* [SOURCE MATERIAL]:
++++++
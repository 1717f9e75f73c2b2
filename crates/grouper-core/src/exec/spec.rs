//! GROUP BY invocation description and its validation.

use crate::{
    error::{ErrorClass, ErrorOrigin, InternalError},
    exec::{
        aggregate::{AggregateKind, AggregateSpec},
        key::{KeyAccessors, KeyOrder},
        predicate::{GroupLimit, GroupPredicate},
    },
};
use std::collections::BTreeSet;
use thiserror::Error as ThisError;

///
/// GroupingMode
///

#[derive(Clone, Copy, Debug, Default, Eq, PartialEq)]
pub enum GroupingMode {
    #[default]
    Plain,
    Rollup,
    Cube,
}

///
/// GroupBySpecError
///

#[derive(Debug, ThisError)]
pub enum GroupBySpecError {
    #[error("group by requires at least one aggregate")]
    NoAggregates,

    #[error("grouping slot {slot} appears more than once")]
    DuplicateKeySlot { slot: usize },

    #[error("key order has {order} columns but only {keys} grouping keys")]
    KeyOrderWidth { order: usize, keys: usize },

    #[error("{kind} requires an input column")]
    MissingInput { kind: AggregateKind },

    #[error("{kind} requires a percentile fraction")]
    MissingPercentile { kind: AggregateKind },

    #[error("{kind} fraction {fraction} is outside [0, 1]")]
    PercentileOutOfRange { kind: AggregateKind, fraction: f64 },

    #[error("{kind} does not accept DISTINCT")]
    DistinctWithoutInput { kind: AggregateKind },

    #[error("CUBE grouping is not supported")]
    CubeUnsupported,
}

impl From<GroupBySpecError> for InternalError {
    fn from(err: GroupBySpecError) -> Self {
        let origin = match err {
            GroupBySpecError::MissingInput { .. }
            | GroupBySpecError::MissingPercentile { .. }
            | GroupBySpecError::PercentileOutOfRange { .. }
            | GroupBySpecError::DistinctWithoutInput { .. } => ErrorOrigin::Aggregate,
            _ => ErrorOrigin::Config,
        };

        Self::new(ErrorClass::Unsupported, origin, err.to_string())
    }
}

///
/// GroupBySpec
///
/// Grouping columns, their order, aggregate calls and group-level predicates
/// for one GROUP BY.
///

pub struct GroupBySpec {
    pub(crate) keys: KeyAccessors,
    pub(crate) key_order: KeyOrder,
    pub(crate) aggregates: Vec<AggregateSpec>,
    pub(crate) mode: GroupingMode,
    pub(crate) having: Option<Box<dyn GroupPredicate>>,
    pub(crate) limit: Option<GroupLimit>,
}

impl GroupBySpec {
    /// Ascending, NULLs-first grouping over `keys`.
    #[must_use]
    pub fn new(keys: KeyAccessors, aggregates: Vec<AggregateSpec>) -> Self {
        let key_order = KeyOrder::ascending(keys.len());

        Self {
            keys,
            key_order,
            aggregates,
            mode: GroupingMode::Plain,
            having: None,
            limit: None,
        }
    }

    /// Group by the given positional slots.
    #[must_use]
    pub fn slots(slots: &[usize], aggregates: Vec<AggregateSpec>) -> Self {
        Self::new(KeyAccessors::slots(slots), aggregates)
    }

    #[must_use]
    pub fn with_key_order(mut self, key_order: KeyOrder) -> Self {
        self.key_order = key_order;
        self
    }

    #[must_use]
    pub const fn with_mode(mut self, mode: GroupingMode) -> Self {
        self.mode = mode;
        self
    }

    #[must_use]
    pub const fn with_rollup(self) -> Self {
        self.with_mode(GroupingMode::Rollup)
    }

    #[must_use]
    pub fn with_having(mut self, having: impl GroupPredicate + 'static) -> Self {
        self.having = Some(Box::new(having));
        self
    }

    #[must_use]
    pub fn with_limit(mut self, limit: GroupLimit) -> Self {
        self.limit = Some(limit);
        self
    }

    #[must_use]
    pub fn key_count(&self) -> usize {
        self.keys.len()
    }

    #[must_use]
    pub fn aggregates(&self) -> &[AggregateSpec] {
        &self.aggregates
    }

    #[must_use]
    pub const fn mode(&self) -> GroupingMode {
        self.mode
    }

    #[must_use]
    pub const fn is_rollup(&self) -> bool {
        matches!(self.mode, GroupingMode::Rollup)
    }

    /// True when any aggregate de-duplicates its input. Such plans group
    /// on the sort path only.
    #[must_use]
    pub fn has_distinct(&self) -> bool {
        self.aggregates.iter().any(|aggregate| aggregate.distinct)
    }

    /// Check the plan shape before any row is read.
    pub fn validate(&self) -> Result<(), GroupBySpecError> {
        if self.aggregates.is_empty() {
            return Err(GroupBySpecError::NoAggregates);
        }
        for aggregate in &self.aggregates {
            aggregate.validate()?;
        }

        let mut seen = BTreeSet::new();
        for slot in self.keys.slots_read() {
            if !seen.insert(slot) {
                return Err(GroupBySpecError::DuplicateKeySlot { slot });
            }
        }

        if self.key_order.columns().len() > self.keys.len() {
            return Err(GroupBySpecError::KeyOrderWidth {
                order: self.key_order.columns().len(),
                keys: self.keys.len(),
            });
        }

        if self.mode == GroupingMode::Cube {
            return Err(GroupBySpecError::CubeUnsupported);
        }

        Ok(())
    }
}

impl std::fmt::Debug for GroupBySpec {
    fn fmt(&self, f: &mut std::fmt::Formatter<'_>) -> std::fmt::Result {
        f.debug_struct("GroupBySpec")
            .field("keys", &self.keys)
            .field("key_order", &self.key_order)
            .field("aggregates", &self.aggregates)
            .field("mode", &self.mode)
            .field("having", &self.having.is_some())
            .field("limit", &self.limit)
            .finish()
    }
}

///
/// TESTS
///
++++++
What is wanted is one number: how many lines in the listing hold the string "KeyAccessors".

* [SOLUTION BELOW]: 4